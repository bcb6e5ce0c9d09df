//! Console sessions: cookie-setting entry point and HTTP reverse proxy

use axum::body::Body;
use axum::extract::{ConnectInfo, Query, Request, State};
use axum::http::header::{self, HeaderMap, HeaderName, HeaderValue};
use axum::http::StatusCode;
use axum::response::{IntoResponse, Response};
use base64::{engine::general_purpose::STANDARD, Engine as _};
use edgeturn_control::token::redact;
use edgeturn_proto::{ExecReqType, TOKEN_PARAM};
use edgeturn_transport::IoStream;
use hyper_util::rt::TokioIo;
use std::net::SocketAddr;
use std::sync::Arc;
use tracing::{debug, info};
use url::Url;

use crate::handlers::{open_link, ProxyError, TokenQuery};
use crate::link::ProxyLink;
use crate::server::ProxyState;

/// Query parameter of a console init URL that smuggles a cookie for the
/// console application
const SESSION_COOKIE_PARAM: &str = "sessioncookie";

/// `GET /edgeconsole?edgetoken=<token>`: remember the token in a cookie and
/// redirect the browser to the console landing page on this listener
pub async fn console_start(
    State(state): State<ProxyState>,
    ConnectInfo(peer_addr): ConnectInfo<SocketAddr>,
    Query(query): Query<TokenQuery>,
    headers: HeaderMap,
) -> Result<Response, ProxyError> {
    let token = query
        .token
        .filter(|t| !t.is_empty())
        .ok_or(ProxyError::Unauthorized)?;

    let session = state
        .registry
        .get(&token)
        .filter(|s| s.kind() == ExecReqType::Console)
        .ok_or_else(|| {
            debug!("Console start from {} with unknown token {}", peer_addr, redact(&token));
            ProxyError::Unauthorized
        })?;
    let init_url = session.init_url().ok_or(ProxyError::Unauthorized)?;

    let host = headers
        .get(header::HOST)
        .and_then(|h| h.to_str().ok())
        .ok_or_else(|| ProxyError::BadRequest("missing Host header".to_string()))?;

    let redirect = console_redirect(init_url, host, &token, state.cookie_max_age.as_secs())?;

    info!(
        "[{}] Console client {} redirected to {}",
        redact(&token),
        peer_addr,
        init_url.path()
    );
    Ok((StatusCode::PERMANENT_REDIRECT, redirect).into_response())
}

/// Location and cookies for the console redirect
fn console_redirect(
    init_url: &Url,
    host: &str,
    token: &str,
    cookie_max_age: u64,
) -> Result<HeaderMap, ProxyError> {
    let mut headers = HeaderMap::new();
    append_header(
        &mut headers,
        header::SET_COOKIE,
        format!(
            "{}={}; Max-Age={}; Path=/; HttpOnly",
            TOKEN_PARAM, token, cookie_max_age
        ),
    )?;

    let mut query = Vec::new();
    for pair in init_url.query().unwrap_or_default().split('&') {
        if pair.is_empty() {
            continue;
        }
        match pair.split_once('=') {
            Some((SESSION_COOKIE_PARAM, encoded)) => {
                match decode_session_cookie(encoded) {
                    Some(cookie) => append_header(&mut headers, header::SET_COOKIE, cookie)?,
                    None => debug!("Ignoring malformed {} in console URL", SESSION_COOKIE_PARAM),
                }
            }
            _ => query.push(pair),
        }
    }

    let mut location = format!("https://{}{}", host, init_url.path());
    if !query.is_empty() {
        location.push('?');
        location.push_str(&query.join("&"));
    }
    append_header(&mut headers, header::LOCATION, location)?;

    Ok(headers)
}

/// Turn a base64 `name=value;Path=/p` cookie into a `Set-Cookie` value
fn decode_session_cookie(encoded: &str) -> Option<String> {
    let encoded = url::form_urlencoded::parse(format!("v={}", encoded).as_bytes())
        .next()
        .map(|(_, v)| v.into_owned())?;
    let decoded = STANDARD.decode(encoded.as_bytes()).ok()?;
    let cookie = String::from_utf8(decoded).ok()?;

    let mut parts = cookie.split(';');
    let (name, value) = parts.next()?.trim().split_once('=')?;
    if name.is_empty() {
        return None;
    }

    let path = parts.find_map(|attr| {
        attr.trim()
            .split_once('=')
            .filter(|(key, _)| key.eq_ignore_ascii_case("Path"))
            .map(|(_, path)| path.to_string())
    });

    Some(match path {
        Some(path) => format!("{}={}; Path={}", name, value, path),
        None => format!("{}={}", name, value),
    })
}

fn append_header(
    headers: &mut HeaderMap,
    name: HeaderName,
    value: String,
) -> Result<(), ProxyError> {
    let value = HeaderValue::from_str(&value)
        .map_err(|_| ProxyError::BadRequest(format!("invalid {} value", name)))?;
    headers.append(name, value);
    Ok(())
}

/// Token from the `edgetoken` query parameter, else from the cookie
fn request_token(req: &Request) -> Option<String> {
    let from_query = req.uri().query().and_then(|q| {
        url::form_urlencoded::parse(q.as_bytes())
            .find(|(k, _)| k == TOKEN_PARAM)
            .map(|(_, v)| v.into_owned())
    });
    if from_query.is_some() {
        return from_query;
    }

    req.headers()
        .get_all(header::COOKIE)
        .iter()
        .filter_map(|h| h.to_str().ok())
        .flat_map(|h| h.split(';'))
        .filter_map(|c| c.trim().split_once('='))
        .find(|(name, _)| *name == TOKEN_PARAM)
        .map(|(_, value)| value.to_string())
}

fn is_upgrade_request(headers: &HeaderMap) -> bool {
    headers.contains_key(header::UPGRADE)
        && headers
            .get_all(header::CONNECTION)
            .iter()
            .filter_map(|h| h.to_str().ok())
            .flat_map(|h| h.split(','))
            .any(|token| token.trim().eq_ignore_ascii_case("upgrade"))
}

/// Remove connection-scoped headers; `Connection`/`Upgrade` survive when
/// the exchange is a protocol upgrade
fn strip_hop_headers(headers: &mut HeaderMap, keep_upgrade: bool) {
    let named: Vec<HeaderName> = headers
        .get_all(header::CONNECTION)
        .iter()
        .filter_map(|h| h.to_str().ok())
        .flat_map(|h| h.split(','))
        .filter_map(|name| HeaderName::from_bytes(name.trim().as_bytes()).ok())
        .filter(|name| !(keep_upgrade && *name == header::UPGRADE))
        .collect();
    for name in named {
        headers.remove(name);
    }

    for name in [
        header::TE,
        header::TRAILER,
        header::TRANSFER_ENCODING,
        header::PROXY_AUTHORIZATION,
    ] {
        headers.remove(name);
    }
    headers.remove("keep-alive");
    headers.remove("proxy-connection");
    if !keep_upgrade {
        headers.remove(header::CONNECTION);
        headers.remove(header::UPGRADE);
    }
}

/// Fallback route: forward the request to the console behind the token.
///
/// Each request is an HTTP/1.1 exchange on a fresh stream to the agent.
/// A `101 Switching Protocols` answer turns that stream into a raw link
/// between the browser and the console.
pub async fn console_proxy(
    State(state): State<ProxyState>,
    ConnectInfo(peer_addr): ConnectInfo<SocketAddr>,
    mut req: Request,
) -> Result<Response, ProxyError> {
    let token = request_token(&req);
    let (lease, stream) = open_link(&state, token.as_deref(), peer_addr, |kind| {
        kind == ExecReqType::Console
    })
    .await?;
    let stream_id = stream.id();
    let lease = Arc::new(lease);

    let upgrading = is_upgrade_request(req.headers());
    let client_upgrade = upgrading.then(|| hyper::upgrade::on(&mut req));
    strip_hop_headers(req.headers_mut(), upgrading);

    let (mut sender, conn) = hyper::client::conn::http1::handshake(TokioIo::new(stream))
        .await
        .map_err(|e| ProxyError::BadGateway(e.to_string()))?;

    let conn_lease = lease.clone();
    tokio::spawn(async move {
        let _lease = conn_lease;
        if let Err(e) = conn.with_upgrades().await {
            debug!("Console stream {} ended with error: {}", stream_id, e);
        }
    });

    let mut response = sender.send_request(req).await.map_err(|e| {
        debug!("Console request on stream {} failed: {}", stream_id, e);
        ProxyError::BadGateway(e.to_string())
    })?;

    if response.status() == StatusCode::SWITCHING_PROTOCOLS {
        let Some(client_upgrade) = client_upgrade else {
            return Err(ProxyError::BadGateway(
                "console switched protocols unasked".to_string(),
            ));
        };
        let backend_upgrade = hyper::upgrade::on(&mut response);
        let link = ProxyLink::new(peer_addr, lease, stream_id);
        let pump = state.pump.clone();

        tokio::spawn(async move {
            match tokio::try_join!(client_upgrade, backend_upgrade) {
                Ok((client, backend)) => {
                    link.bridge(
                        IoStream::new(TokioIo::new(client)),
                        IoStream::new(TokioIo::new(backend)),
                        &pump,
                    )
                    .await;
                }
                Err(e) => debug!("Console upgrade on stream {} failed: {}", stream_id, e),
            }
        });
    } else {
        strip_hop_headers(response.headers_mut(), false);
    }

    Ok(response.map(Body::new))
}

- [Task prompt]:
Could you return, word for word, only the lines running from the first line of the material above to the line that contains "use crate::server::ProxyState;", inclusive?

- [Task answer]:
repository bcb6e5ce0c9d09df
//! Console sessions: cookie-setting entry point and HTTP reverse proxy

use axum::body::Body;
use axum::extract::{ConnectInfo, Query, Request, State};
use axum::http::header::{self, HeaderMap, HeaderName, HeaderValue};
use axum::http::StatusCode;
use axum::response::{IntoResponse, Response};
use base64::{engine::general_purpose::STANDARD, Engine as _};
use edgeturn_control::token::redact;
use edgeturn_proto::{ExecReqType, TOKEN_PARAM};
use edgeturn_transport::IoStream;
use hyper_util::rt::TokioIo;
use std::net::SocketAddr;
use std::sync::Arc;
use tracing::{debug, info};
use url::Url;

use crate::handlers::{open_link, ProxyError, TokenQuery};
use crate::link::ProxyLink;
use crate::server::ProxyState;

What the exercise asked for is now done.